KCS is treated with a lacrimomimetic topical drug, such as cyclosporine or tacrolimus, that helps improve tear production and reduce corneal scar tissue (Figure 2).1 These drugs are compounded in various concentrations in both liquid and ointment formulations.
2. The Pressure is On
Have you purchased a Tono-Pen only to have it sit in its case because you aren’t sure when or how to use it? Here are some easy and practical ways to get that Tono-Pen working for you.
First, remember the 4 Cs of the Tono-Pen: calibrate, cover, clean, and control.
- Calibrate: Make sure you calibrate the unit so it takes an accurate and fast reading; calibration should be performed with a cover/tip on the device.
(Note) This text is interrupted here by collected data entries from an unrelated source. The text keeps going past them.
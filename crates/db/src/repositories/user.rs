//! User repository.

use std::sync::Arc;

use crate::entities::{
    Asset, CashFlow, Comment, Inquiry, InquiryAnswer, Post, PushSubscription, Report, User,
    VerificationToken, asset, cash_flow, comment, inquiry, inquiry_answer, post,
    push_subscription, report, user, verification_token,
};
use finboard_common::{AppError, AppResult};
use sea_orm::{
    ActiveModelTrait, ColumnTrait, Condition, DatabaseConnection, DbErr, EntityTrait, QueryFilter,
    QueryOrder, QuerySelect, SqlErr, TransactionTrait,
};

/// Map an insert/update failure, surfacing unique violations as conflicts.
pub(crate) fn write_err(e: DbErr) -> AppError {
    match e.sql_err() {
        Some(SqlErr::UniqueConstraintViolation(detail)) => AppError::Conflict(detail),
        _ => AppError::Database(e.to_string()),
    }
}

/// User repository for database operations.
#[derive(Clone)]
pub struct UserRepository {
    db: Arc<DatabaseConnection>,
}

impl UserRepository {
    /// Create a new user repository.
    #[must_use]
    pub const fn new(db: Arc<DatabaseConnection>) -> Self {
        Self { db }
    }

    /// Find a user by ID.
    pub async fn find_by_id(&self, id: &str) -> AppResult<Option<user::Model>> {
        User::find_by_id(id)
            .one(self.db.as_ref())
            .await
            .map_err(|e| AppError::Database(e.to_string()))
    }

    /// Find a user by ID, returning an error if not found.
    pub async fn get_by_id(&self, id: &str) -> AppResult<user::Model> {
        self.find_by_id(id)
            .await?
            .ok_or_else(|| AppError::UserNotFound(id.to_string()))
    }

    /// Find users by IDs.
    pub async fn find_by_ids(&self, ids: &[String]) -> AppResult<Vec<user::Model>> {
        if ids.is_empty() {
            return Ok(vec![]);
        }

        User::find()
            .filter(user::Column::Id.is_in(ids.to_vec()))
            .all(self.db.as_ref())
            .await
            .map_err(|e| AppError::Database(e.to_string()))
    }

    /// Find a user by email (case-insensitive).
    pub async fn find_by_email(&self, email: &str) -> AppResult<Option<user::Model>> {
        User::find()
            .filter(user::Column::Email.eq(email.to_lowercase()))
            .one(self.db.as_ref())
            .await
            .map_err(|e| AppError::Database(e.to_string()))
    }

    /// Find a user by nickname.
    pub async fn find_by_nickname(&self, nickname: &str) -> AppResult<Option<user::Model>> {
        User::find()
            .filter(user::Column::Nickname.eq(nickname))
            .one(self.db.as_ref())
            .await
            .map_err(|e| AppError::Database(e.to_string()))
    }

    /// Create a new user.
    pub async fn create(&self, model: user::ActiveModel) -> AppResult<user::Model> {
        model.insert(self.db.as_ref()).await.map_err(write_err)
    }

    /// Create an unverified user together with its verification token.
    ///
    /// Both rows land or neither does.
    pub async fn create_with_token(
        &self,
        model: user::ActiveModel,
        token: verification_token::ActiveModel,
    ) -> AppResult<(user::Model, verification_token::Model)> {
        let txn = self
            .db
            .begin()
            .await
            .map_err(|e| AppError::Database(e.to_string()))?;

        let user = model.insert(&txn).await.map_err(write_err)?;
        let token = token.insert(&txn).await.map_err(write_err)?;

        txn.commit()
            .await
            .map_err(|e| AppError::Database(e.to_string()))?;

        Ok((user, token))
    }

    /// Update a user.
    pub async fn update(&self, model: user::ActiveModel) -> AppResult<user::Model> {
        model.update(self.db.as_ref()).await.map_err(write_err)
    }

    /// Suspended users that have submitted an appeal, most recently updated first.
    pub async fn find_suspended_with_appeal(&self) -> AppResult<Vec<user::Model>> {
        User::find()
            .filter(user::Column::Suspended.eq(true))
            .filter(user::Column::SuspendedAppeal.is_not_null())
            .order_by_desc(user::Column::UpdatedAt)
            .all(self.db.as_ref())
            .await
            .map_err(|e| AppError::Database(e.to_string()))
    }

    /// Users with a soft delete pending, oldest request first.
    pub async fn find_soft_delete_pending(&self) -> AppResult<Vec<user::Model>> {
        User::find()
            .filter(user::Column::DeletedAt.is_not_null())
            .order_by_asc(user::Column::DeletedAt)
            .all(self.db.as_ref())
            .await
            .map_err(|e| AppError::Database(e.to_string()))
    }

    /// Users that opted into push reminders.
    pub async fn find_notification_recipients(&self) -> AppResult<Vec<user::Model>> {
        User::find()
            .filter(user::Column::NotificationsEnabled.eq(true))
            .filter(user::Column::Suspended.eq(false))
            .filter(user::Column::DeletedAt.is_null())
            .all(self.db.as_ref())
            .await
            .map_err(|e| AppError::Database(e.to_string()))
    }

    /// Unverified user registered under the given email, if any.
    pub async fn find_unverified_by_email(&self, email: &str) -> AppResult<Option<user::Model>> {
        User::find()
            .filter(user::Column::Email.eq(email.to_lowercase()))
            .filter(user::Column::EmailVerified.is_null())
            .one(self.db.as_ref())
            .await
            .map_err(|e| AppError::Database(e.to_string()))
    }

    /// Remove a user and everything they own in one transaction.
    ///
    /// Returns `false` when the row was already gone.
    pub async fn hard_delete(&self, id: &str) -> AppResult<bool> {
        let txn = self
            .db
            .begin()
            .await
            .map_err(|e| AppError::Database(e.to_string()))?;

        let Some(target) = User::find_by_id(id)
            .one(&txn)
            .await
            .map_err(|e| AppError::Database(e.to_string()))?
        else {
            return Ok(false);
        };

        let post_ids: Vec<String> = Post::find()
            .select_only()
            .column(post::Column::Id)
            .filter(post::Column::AuthorId.eq(id))
            .into_tuple()
            .all(&txn)
            .await
            .map_err(|e| AppError::Database(e.to_string()))?;

        let inquiry_ids: Vec<String> = Inquiry::find()
            .select_only()
            .column(inquiry::Column::Id)
            .filter(inquiry::Column::UserId.eq(id))
            .into_tuple()
            .all(&txn)
            .await
            .map_err(|e| AppError::Database(e.to_string()))?;

        // Children before parents
        Comment::delete_many()
            .filter(
                Condition::any()
                    .add(comment::Column::AuthorId.eq(id))
                    .add(comment::Column::PostId.is_in(post_ids)),
            )
            .exec(&txn)
            .await
            .map_err(|e| AppError::Database(e.to_string()))?;

        Post::delete_many()
            .filter(post::Column::AuthorId.eq(id))
            .exec(&txn)
            .await
            .map_err(|e| AppError::Database(e.to_string()))?;

        InquiryAnswer::delete_many()
            .filter(inquiry_answer::Column::InquiryId.is_in(inquiry_ids))
            .exec(&txn)
            .await
            .map_err(|e| AppError::Database(e.to_string()))?;

        Inquiry::delete_many()
            .filter(inquiry::Column::UserId.eq(id))
            .exec(&txn)
            .await
            .map_err(|e| AppError::Database(e.to_string()))?;

        Report::delete_many()
            .filter(report::Column::ReporterId.eq(id))
            .exec(&txn)
            .await
            .map_err(|e| AppError::Database(e.to_string()))?;

        Asset::delete_many()
            .filter(asset::Column::UserId.eq(id))
            .exec(&txn)
            .await
            .map_err(|e| AppError::Database(e.to_string()))?;

        CashFlow::delete_many()
            .filter(cash_flow::Column::UserId.eq(id))
            .exec(&txn)
            .await
            .map_err(|e| AppError::Database(e.to_string()))?;

        PushSubscription::delete_many()
            .filter(push_subscription::Column::UserId.eq(id))
            .exec(&txn)
            .await
            .map_err(|e| AppError::Database(e.to_string()))?;

        VerificationToken::delete_many()
            .filter(verification_token::Column::Identifier.eq(target.email.clone()))
            .exec(&txn)
            .await
            .map_err(|e| AppError::Database(e.to_string()))?;

        User::delete_by_id(id)
            .exec(&txn)
            .await
            .map_err(|e| AppError::Database(e.to_string()))?;

        txn.commit()
            .await
            .map_err(|e| AppError::Database(e.to_string()))?;

        Ok(true)
    }
}

#[cfg(test)]
#[allow(clippy::unwrap_used)]
mod tests {
    use super::*;
    use crate::entities::user::UserRole;
    use chrono::Utc;
    use sea_orm::{DatabaseBackend, MockDatabase};

    fn create_test_user(id: &str, nickname: &str) -> user::Model {
        user::Model {
            id: id.to_string(),
            email: format!("{nickname}@example.com"),
            nickname: nickname.to_string(),
            password_hash: "hash".to_string(),
            role: UserRole::User,
            email_verified: Some(Utc::now().into()),
            two_factor_enabled: false,
            notifications_enabled: false,
            suspended: false,
            suspended_reason: None,
            suspended_appeal: None,
            deleted_at: None,
            reactivated_at: None,
            created_at: Utc::now().into(),
            updated_at: None,
        }
    }

    #[tokio::test]
    async fn test_find_by_id_found() {
        let user = create_test_user("user1", "tester");

        let db = Arc::new(
            MockDatabase::new(DatabaseBackend::Postgres)
                .append_query_results([[user.clone()]])
                .into_connection(),
        );

        let repo = UserRepository::new(db);
        let result = repo.find_by_id("user1").await.unwrap();

        assert_eq!(result.unwrap().nickname, "tester");
    }

    #[tokio::test]
    async fn test_get_by_id_not_found_returns_error() {
        let db = Arc::new(
            MockDatabase::new(DatabaseBackend::Postgres)
                .append_query_results([Vec::<user::Model>::new()])
                .into_connection(),
        );

        let repo = UserRepository::new(db);
        let result = repo.get_by_id("nonexistent").await;

        match result {
            Err(AppError::UserNotFound(id)) => assert_eq!(id, "nonexistent"),
            _ => panic!("Expected UserNotFound error"),
        }
    }

    #[tokio::test]
    async fn test_find_suspended_with_appeal() {
        let mut user = create_test_user("user1", "tester");
        user.suspended = true;
        user.suspended_reason = Some("spam".to_string());
        user.suspended_appeal = Some("it was a mistake".to_string());

        let db = Arc::new(
            MockDatabase::new(DatabaseBackend::Postgres)
                .append_query_results([[user.clone()]])
                .into_connection(),
        );

        let repo = UserRepository::new(db);
        let result = repo.find_suspended_with_appeal().await.unwrap();

        assert_eq!(result.len(), 1);
        assert_eq!(
            result[0].suspended_appeal.as_deref(),
            Some("it was a mistake")
        );
    }

    #[tokio::test]
    async fn test_find_by_ids_empty_skips_query() {
        let db = Arc::new(MockDatabase::new(DatabaseBackend::Postgres).into_connection());

        let repo = UserRepository::new(db);
        let result = repo.find_by_ids(&[]).await.unwrap();

        assert!(result.is_empty());
    }

    #[tokio::test]
    async fn test_hard_delete_missing_user_is_noop() {
        let db = Arc::new(
            MockDatabase::new(DatabaseBackend::Postgres)
                .append_query_results([Vec::<user::Model>::new()])
                .into_connection(),
        );

        let repo = UserRepository::new(db);
        assert!(!repo.hard_delete("ghost").await.unwrap());
    }
}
- Cover: Always store the unit with a cover on it and use a new cover after the unit has been calibrated and cleaned. The cover is pulled taught so it is not loose and baggy around the metal end.
- Clean: Clean the unit by blowing a stream of canned air in the side ports of the metal end. This cleaning will blow out any powder that’s accumulated from the rubber cover.
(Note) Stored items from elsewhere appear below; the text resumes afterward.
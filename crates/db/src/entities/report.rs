//! Moderation report entity.

use sea_orm::entity::prelude::*;
use serde::{Deserialize, Serialize};

/// Report status.
#[derive(Debug, Clone, Copy, PartialEq, Eq, Serialize, Deserialize, EnumIter, DeriveActiveEnum)]
#[sea_orm(rs_type = "String", db_type = "String(StringLen::N(16))")]
#[serde(rename_all = "lowercase")]
#[derive(Default)]
pub enum ReportStatus {
    #[sea_orm(string_value = "pending")]
    #[default]
    Pending,
    #[sea_orm(string_value = "resolved")]
    Resolved,
    #[sea_orm(string_value = "rejected")]
    Rejected,
}

/// Kind of content a report points at.
#[derive(Debug, Clone, Copy, PartialEq, Eq, Serialize, Deserialize, EnumIter, DeriveActiveEnum)]
#[sea_orm(rs_type = "String", db_type = "String(StringLen::N(16))")]
#[serde(rename_all = "lowercase")]
pub enum ReportTargetKind {
    #[sea_orm(string_value = "post")]
    Post,
    #[sea_orm(string_value = "comment")]
    Comment,
}

/// Reported content: exactly one post or one comment.
#[derive(Debug, Clone, PartialEq, Eq, Serialize, Deserialize)]
#[serde(tag = "kind", content = "id", rename_all = "lowercase")]
pub enum ReportTarget {
    /// A board post.
    Post(String),
    /// A comment on a board post.
    Comment(String),
}

impl ReportTarget {
    /// Storage discriminant of this target.
    #[must_use]
    pub const fn kind(&self) -> ReportTargetKind {
        match self {
            Self::Post(_) => ReportTargetKind::Post,
            Self::Comment(_) => ReportTargetKind::Comment,
        }
    }

    /// Id of the targeted content.
    #[must_use]
    pub fn id(&self) -> &str {
        match self {
            Self::Post(id) | Self::Comment(id) => id,
        }
    }

    /// Rebuild the target from its stored columns.
    #[must_use]
    pub const fn from_parts(kind: ReportTargetKind, id: String) -> Self {
        match kind {
            ReportTargetKind::Post => Self::Post(id),
            ReportTargetKind::Comment => Self::Comment(id),
        }
    }
}

/// Report model.
#[derive(Clone, Debug, PartialEq, DeriveEntityModel, Eq, Serialize, Deserialize)]
#[sea_orm(table_name = "report")]
#[serde(rename_all = "camelCase")]
pub struct Model {
    #[sea_orm(primary_key, auto_increment = false)]
    pub id: String,
    /// The user who filed the report.
    #[sea_orm(indexed)]
    pub reporter_id: String,
    pub target_kind: ReportTargetKind,
    pub target_id: String,
    /// Author of the target at filing time. Survives deletion of the content.
    #[sea_orm(indexed)]
    pub target_author_id: String,
    #[sea_orm(column_type = "Text")]
    pub reason: String,
    #[sea_orm(nullable)]
    pub screenshot_url: Option<String>,
    #[sea_orm(indexed)]
    pub status: ReportStatus,
    /// Admin who resolved or rejected the report.
    #[sea_orm(nullable)]
    pub resolved_by: Option<String>,
    #[sea_orm(nullable)]
    pub resolved_at: Option<DateTimeWithTimeZone>,
    pub created_at: DateTimeWithTimeZone,
}

impl Model {
    /// The reported content as a tagged value.
    #[must_use]
    pub fn target(&self) -> ReportTarget {
        ReportTarget::from_parts(self.target_kind, self.target_id.clone())
    }
}

#[derive(Copy, Clone, Debug, EnumIter, DeriveRelation)]
pub enum Relation {
    #[sea_orm(
        belongs_to = "super::user::Entity",
        from = "Column::ReporterId",
        to = "super::user::Column::Id",
        on_delete = "Cascade"
    )]
    Reporter,
}

impl Related<super::user::Entity> for Entity {
    fn to() -> RelationDef {
        Relation::Reporter.def()
    }
}

impl ActiveModelBehavior for ActiveModel {}

#[cfg(test)]
mod tests {
    use super::*;

    #[test]
    fn test_target_parts_round_trip() {
        let target = ReportTarget::Comment("c1".to_string());
        assert_eq!(target.kind(), ReportTargetKind::Comment);
        assert_eq!(target.id(), "c1");
        assert_eq!(
            ReportTarget::from_parts(ReportTargetKind::Post, "p1".to_string()),
            ReportTarget::Post("p1".to_string())
        );
    }

    #[test]
    fn test_target_serializes_tagged() {
        let json = serde_json::to_value(ReportTarget::Post("p9".to_string())).unwrap_or_default();
        assert_eq!(json, serde_json::json!({ "kind": "post", "id": "p9" }));
    }
}
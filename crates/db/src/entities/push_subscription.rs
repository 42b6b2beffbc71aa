//! Push subscription entity.

use sea_orm::entity::prelude::*;
use serde::{Deserialize, Serialize};

/// Web Push subscription registered by a browser.
#[derive(Clone, Debug, PartialEq, Eq, DeriveEntityModel, Serialize, Deserialize)]
#[sea_orm(table_name = "push_subscription")]
#[serde(rename_all = "camelCase")]
pub struct Model {
    /// Unique identifier
    #[sea_orm(primary_key, auto_increment = false)]
    pub id: String,

    /// Owner
    #[sea_orm(indexed)]
    pub user_id: String,

    /// Push service endpoint URL
    #[sea_orm(column_type = "Text", unique)]
    pub endpoint: String,

    /// P256DH key for payload encryption
    pub p256dh: String,

    /// Auth secret for payload encryption
    pub auth: String,

    pub created_at: DateTimeWithTimeZone,
}

#[derive(Copy, Clone, Debug, EnumIter, DeriveRelation)]
pub enum Relation {
    #[sea_orm(
        belongs_to = "super::user::Entity",
        from = "Column::UserId",
        to = "super::user::Column::Id",
        on_delete = "Cascade"
    )]
    User,
}

impl Related<super::user::Entity> for Entity {
    fn to() -> RelationDef {
        Relation::User.def()
    }
}

impl ActiveModelBehavior for ActiveModel {}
- Control: Here is the crucial part of the procedure, be sure you have a minimal amount of patient restraint, both around the neck and eyelids. The assistant should keep the patient relaxed as you gently open the eyelids without putting pressure on the globe. It’s extremely easy to make the reading too high by forcefully restraining the patient. If you are suspicious that there was excessive eyelid pressure or patient restraint, retest the patient.
The principles of minimal restraint and testing both eyes (to compare the problem eye to the contralateral eye) applies to finding both elevated (glaucoma) and decreased (uveitis) pressure values.2
3. Don’t Skip the Fundus
Examination of the fundus allows us to directly evaluate the patient’s blood vessels, nerves (optic nerve and retina), and clarity of the ocular medium (vitreous).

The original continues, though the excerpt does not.